Electrically evoked exercise
Krogh & Lindhard (1913) found that HR increases even before the onset of exercise, arguing for a central contribution to the regulation of the cardiovascular system during exercise. In addition, the exercise pressor reflex cannot explain the immediate increase in HR, because during electrically induced exercise there is a 1 s delay in the HR increase when compared with voluntary exercise (Krogh & Lindhard, 1917, Iwamoto et al. 1987; Fig. 1). Only when direct depolarization of the thin afferents is produced, by use of very wide electrical stimulus pulse widths, is the HR response immediate (Hollander & Bauman, 1975). Yet, during electrically induced exercise, the HR reaches the same level as during voluntary exercise (Asmussen et al. 1943), suggesting that the exercise pressor reflex dominates control of the circulation. Conversely, that is not the case at the very onset of exercise, when central command (Williamson et al. 1996), probably mediated via the insula area of the brain (Williamson et al. 1997; Novak et al. 1999), appears to be the dominant determinant of the circulation.

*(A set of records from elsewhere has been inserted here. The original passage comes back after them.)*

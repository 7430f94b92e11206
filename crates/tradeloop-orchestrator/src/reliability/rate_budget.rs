//! Per-API rate budgets
//!
//! One token bucket per (api, key) with round-robin key rotation. `acquire`
//! never blocks; the caller decides whether to sleep, re-arm the task, or
//! reject.

use std::collections::HashMap;
use std::time::{Duration, Instant};

use parking_lot::Mutex;
use tracing::debug;

use tradeloop_contracts::ExternalApi;

use crate::config::RateApiConfig;

/// Outcome of an `acquire` call
#[derive(Debug, Clone, PartialEq)]
pub enum RateDecision {
    /// Quota granted against the named key
    Granted { key: String },

    /// All keys dry; the shortest wait until one refills enough
    WaitFor(Duration),

    /// The API has no configured keys
    Exhausted,
}

struct Bucket {
    key: String,
    tokens: f64,
    capacity: f64,
    refill_per_sec: f64,
    last_refill: Instant,
    /// Upstream-imposed penalty (Retry-After); no grants until it elapses
    penalty_until: Option<Instant>,
}

impl Bucket {
    fn new(key: String, capacity: f64, refill_per_sec: f64) -> Self {
        Self {
            key,
            tokens: capacity,
            capacity,
            refill_per_sec,
            last_refill: Instant::now(),
            penalty_until: None,
        }
    }

    fn refill(&mut self, now: Instant) {
        let elapsed = now.duration_since(self.last_refill).as_secs_f64();
        self.tokens = (self.tokens + elapsed * self.refill_per_sec).min(self.capacity);
        self.last_refill = now;
    }

    /// Time until `cost` tokens are available, penalty included
    fn wait_for(&self, cost: f64, now: Instant) -> Duration {
        let penalty = self
            .penalty_until
            .map(|until| until.saturating_duration_since(now))
            .unwrap_or(Duration::ZERO);

        let missing = (cost - self.tokens).max(0.0);
        let refill = if missing == 0.0 {
            Duration::ZERO
        } else if self.refill_per_sec > 0.0 {
            Duration::from_secs_f64(missing / self.refill_per_sec)
        } else {
            Duration::MAX
        };

        penalty.max(refill)
    }
}

struct ApiBuckets {
    buckets: Vec<Bucket>,
    /// Round-robin cursor for key rotation
    cursor: usize,
}

/// Rate budget across all external APIs
pub struct RateBudget {
    apis: Mutex<HashMap<ExternalApi, ApiBuckets>>,
}

impl RateBudget {
    pub fn new(configs: &HashMap<ExternalApi, RateApiConfig>) -> Self {
        let apis = configs
            .iter()
            .map(|(api, cfg)| {
                let buckets = cfg
                    .keys
                    .iter()
                    .map(|key| Bucket::new(key.clone(), cfg.capacity, cfg.refill_per_sec))
                    .collect();
                (*api, ApiBuckets { buckets, cursor: 0 })
            })
            .collect();
        Self {
            apis: Mutex::new(apis),
        }
    }

    /// Non-blocking quota check for `cost` tokens against `api`
    pub fn acquire(&self, api: ExternalApi, cost: f64) -> RateDecision {
        let now = Instant::now();
        let mut apis = self.apis.lock();

        let entry = match apis.get_mut(&api) {
            Some(entry) if !entry.buckets.is_empty() => entry,
            _ => return RateDecision::Exhausted,
        };

        let len = entry.buckets.len();
        let start = entry.cursor % len;

        let mut min_wait = Duration::MAX;
        for offset in 0..len {
            let idx = (start + offset) % len;
            let bucket = &mut entry.buckets[idx];
            bucket.refill(now);

            let penalized = bucket
                .penalty_until
                .map(|until| now < until)
                .unwrap_or(false);

            if !penalized && bucket.tokens >= cost {
                bucket.tokens -= cost;
                let key = bucket.key.clone();
                entry.cursor = (idx + 1) % len;
                return RateDecision::Granted { key };
            }

            min_wait = min_wait.min(bucket.wait_for(cost, now));
        }

        RateDecision::WaitFor(min_wait)
    }

    /// Report the outcome of a granted call; failures with a retry-after
    /// hint put the key into a penalty window and rotate away from it.
    pub fn report(
        &self,
        api: ExternalApi,
        key: &str,
        success: bool,
        retry_after: Option<Duration>,
    ) {
        let mut apis = self.apis.lock();
        let entry = match apis.get_mut(&api) {
            Some(entry) => entry,
            None => return,
        };

        let len = entry.buckets.len();
        if let Some(idx) = entry.buckets.iter().position(|b| b.key == key) {
            if !success {
                if let Some(delay) = retry_after {
                    entry.buckets[idx].penalty_until = Some(Instant::now() + delay);
                    debug!(api = %api, key, ?delay, "rate key penalized");
                }
                // Rotate past the failed key
                entry.cursor = (idx + 1) % len.max(1);
            }
        }
    }

    /// Charge additional usage-based cost (e.g. LLM token accounting) against
    /// the named key.
    pub fn consume(&self, api: ExternalApi, key: &str, cost: f64) {
        let now = Instant::now();
        let mut apis = self.apis.lock();
        if let Some(entry) = apis.get_mut(&api) {
            if let Some(bucket) = entry.buckets.iter_mut().find(|b| b.key == key) {
                bucket.refill(now);
                bucket.tokens = (bucket.tokens - cost).max(0.0);
            }
        }
    }

    /// Remaining tokens per key (observability)
    pub fn remaining(&self, api: ExternalApi) -> Vec<(String, f64)> {
        let now = Instant::now();
        let mut apis = self.apis.lock();
        match apis.get_mut(&api) {
            Some(entry) => entry
                .buckets
                .iter_mut()
                .map(|b| {
                    b.refill(now);
                    (b.key.clone(), b.tokens)
                })
                .collect(),
            None => vec![],
        }
    }
}

#[cfg(test)]
mod tests {
    use super::*;

    fn budget(capacity: f64, refill: f64, keys: &[&str]) -> RateBudget {
        let mut configs = HashMap::new();
        configs.insert(
            ExternalApi::MarketData,
            RateApiConfig::new(
                capacity,
                refill,
                keys.iter().map(|k| k.to_string()).collect(),
            ),
        );
        RateBudget::new(&configs)
    }

    #[test]
    fn test_grant_until_empty() {
        let b = budget(2.0, 0.0, &["k1"]);
        assert!(matches!(
            b.acquire(ExternalApi::MarketData, 1.0),
            RateDecision::Granted { .. }
        ));
        assert!(matches!(
            b.acquire(ExternalApi::MarketData, 1.0),
            RateDecision::Granted { .. }
        ));
        assert!(matches!(
            b.acquire(ExternalApi::MarketData, 1.0),
            RateDecision::WaitFor(_)
        ));
    }

    #[test]
    fn test_wait_for_reflects_refill_rate() {
        let b = budget(1.0, 2.0, &["k1"]);
        assert!(matches!(
            b.acquire(ExternalApi::MarketData, 1.0),
            RateDecision::Granted { .. }
        ));
        match b.acquire(ExternalApi::MarketData, 1.0) {
            RateDecision::WaitFor(d) => {
                // one token at 2/s is ~500ms away
                assert!(d <= Duration::from_millis(550), "wait {d:?}");
            }
            other => panic!("expected WaitFor, got {other:?}"),
        }
    }

    #[test]
    fn test_key_rotation_round_robin() {
        let b = budget(10.0, 0.0, &["k1", "k2"]);
        let first = match b.acquire(ExternalApi::MarketData, 1.0) {
            RateDecision::Granted { key } => key,
            other => panic!("{other:?}"),
        };
        let second = match b.acquire(ExternalApi::MarketData, 1.0) {
            RateDecision::Granted { key } => key,
            other => panic!("{other:?}"),
        };
        assert_ne!(first, second);
    }

    #[test]
    fn test_fallback_to_other_key_when_one_dry() {
        let b = budget(1.0, 0.0, &["k1", "k2"]);
        // drain both
        assert!(matches!(
            b.acquire(ExternalApi::MarketData, 1.0),
            RateDecision::Granted { .. }
        ));
        assert!(matches!(
            b.acquire(ExternalApi::MarketData, 1.0),
            RateDecision::Granted { .. }
        ));
        assert!(matches!(
            b.acquire(ExternalApi::MarketData, 1.0),
            RateDecision::WaitFor(_)
        ));
    }

    #[test]
    fn test_penalty_skips_key() {
        let b = budget(10.0, 0.0, &["k1", "k2"]);
        b.report(
            ExternalApi::MarketData,
            "k1",
            false,
            Some(Duration::from_secs(60)),
        );
        // k1 penalized; every grant should land on k2
        for _ in 0..3 {
            match b.acquire(ExternalApi::MarketData, 1.0) {
                RateDecision::Granted { key } => assert_eq!(key, "k2"),
                other => panic!("{other:?}"),
            }
        }
    }

    #[test]
    fn test_unknown_api_exhausted() {
        let b = budget(1.0, 1.0, &["k1"]);
        assert_eq!(b.acquire(ExternalApi::Broker, 1.0), RateDecision::Exhausted);
    }

    #[test]
    fn test_consume_draws_down() {
        let b = budget(10.0, 0.0, &["k1"]);
        b.consume(ExternalApi::MarketData, "k1", 9.5);
        assert!(matches!(
            b.acquire(ExternalApi::MarketData, 1.0),
            RateDecision::WaitFor(_)
        ));
    }
}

Figure 1. Heart rate (HR) at the onset of an electrically evoked leg contraction (top panel) and a voluntary contraction (bottom panel) with (open circles) and without neuromuscular blockade by tubocurarine (filled circles; Iwamoto et al. 1987).

With electrically induced exercise, the HR response is delayed one heartbeat relative to the onset of exercise, and the response becomes affected when the muscle is weakened by partial neuromuscular blockade. Conversely, neuromuscular blockade has no effect on the HR response to the onset of voluntary exercise, indicating an influence from the CNS.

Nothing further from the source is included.